Are all Bernoulli measure preserving homeomorphisms of the Cantor space eventually tree automorphisms?

Question

Setting: Consider the Cantor space $X=\{0,1\}^\mathbb{N}$. For $n\in\mathbb{N}$ and $\bar{x}\in\{0,1\}^n$, we define the cylinder sets $Z_{\bar{x}}:=\{x\in X: (x_1,\dots,x_n)=\bar{x}\}$, sot that $X=\bigsqcup_{\bar{x}\in\{0,1\}^n}Z_{\bar{x}}$.

Let's say that a homeomorphism $h:X\to X$ is eventually a tree automorphism when $h$ has the property that, there is $n_0\in\mathbb{N}$ such that, for any $n\ge n_0$ and any $\bar{x}\in\{0,1\}^n$, there is a (necessarily unique) $\bar{y}\in\{0,1\}^n$ such that $h(Z_{\bar{x}})=Z_{\bar{y}}$.

In other words, if one draws the standard picture of the Cantor space as the leaves of the rooted binary tree (the nodes of which are the cylinder sets), $h$ is eventually a tree automorphism when from some level and on, $h$ induces a permutation of the nodes at each of the node levels.

Consider also the Borel probability measure $\mu$ on $X$ that is the uniform Bernoulli measure, i.e. $\mu$ is the infinite product of the normalized counting measure on $\{0,1\}$, and note that $\mu(Z_{\bar{x}})=2^{-n}$ for any $\bar{x}\in\{0,1\}^n$.

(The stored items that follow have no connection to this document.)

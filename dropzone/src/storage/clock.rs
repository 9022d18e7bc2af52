use chrono::Utc;

/// Source of the wall-clock timestamp used to prefix stored filenames.
pub trait Clock: Send + Sync + std::fmt::Debug {
    /// Milliseconds since the Unix epoch
    fn now_millis(&self) -> i64;
}

#[derive(Debug, Clone, Copy, Default)]
pub struct SystemClock;

impl Clock for SystemClock {
    fn now_millis(&self) -> i64 {
        Utc::now().timestamp_millis()
    }
}

/// A clock stuck at a single instant.
#[derive(Debug, Clone, Copy, PartialEq, Eq)]
pub struct FixedClock(pub i64);

impl Clock for FixedClock {
    fn now_millis(&self) -> i64 {
        self.0
    }
}

#[cfg(test)]
mod tests {
    use super::*;

    #[test]
    fn test_system_clock_tracks_wall_time() {
        let before = Utc::now().timestamp_millis();
        let now = SystemClock.now_millis();
        let after = Utc::now().timestamp_millis();

        assert!(before <= now && now <= after);
    }

    #[test]
    fn test_fixed_clock_never_moves() {
        let clock = FixedClock(1_700_000_000_000);
        assert_eq!(clock.now_millis(), 1_700_000_000_000);
        assert_eq!(clock.now_millis(), 1_700_000_000_000);
    }
}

Question: Is it true that any homeomorphism $h\in\mathrm{homeo}(X)$ that preserves $\mu$ (in the sense that $\mu(h(E))=\mu(E)$ for all borel $E \subset X$) is eventually a tree automorphism? If not, can we explicitly write down a homeomorphism preserving $\mu$ that is not eventually a tree automorphism?

Remarks: Note that any homeomorphism $h\in\mathrm{homeo}(X)$ must preserve clopen sets, so the image of a cylinder set is necessarily a finite union of cylinder sets. If $h$ is also preserving $\mu$, the condition $\mu(Z_{\bar{x}})=2^{-n}$ creates more restrictions.

I've been drawing some binary trees (representing the semilattice of the cylinder sets) trying to come up with such a homeomorphism but I can't seem to spot one. Any ideas? Feel free to edit the tags.

Answer 1

No. Let $h((x_n)) = (y_n)$ where $y_{2n-1} = x_{2n}, y_{2n} = x_{2n-1}$.

Then $h$ is a homeomorphism of $X$ such that $\mu(h(E)) = \mu(E)$ for any Borel $E\subseteq X$.

Yet $h(Z_{\overline{x}})$ is not of the form $Z_{\overline{y}}$ for any odd $n$.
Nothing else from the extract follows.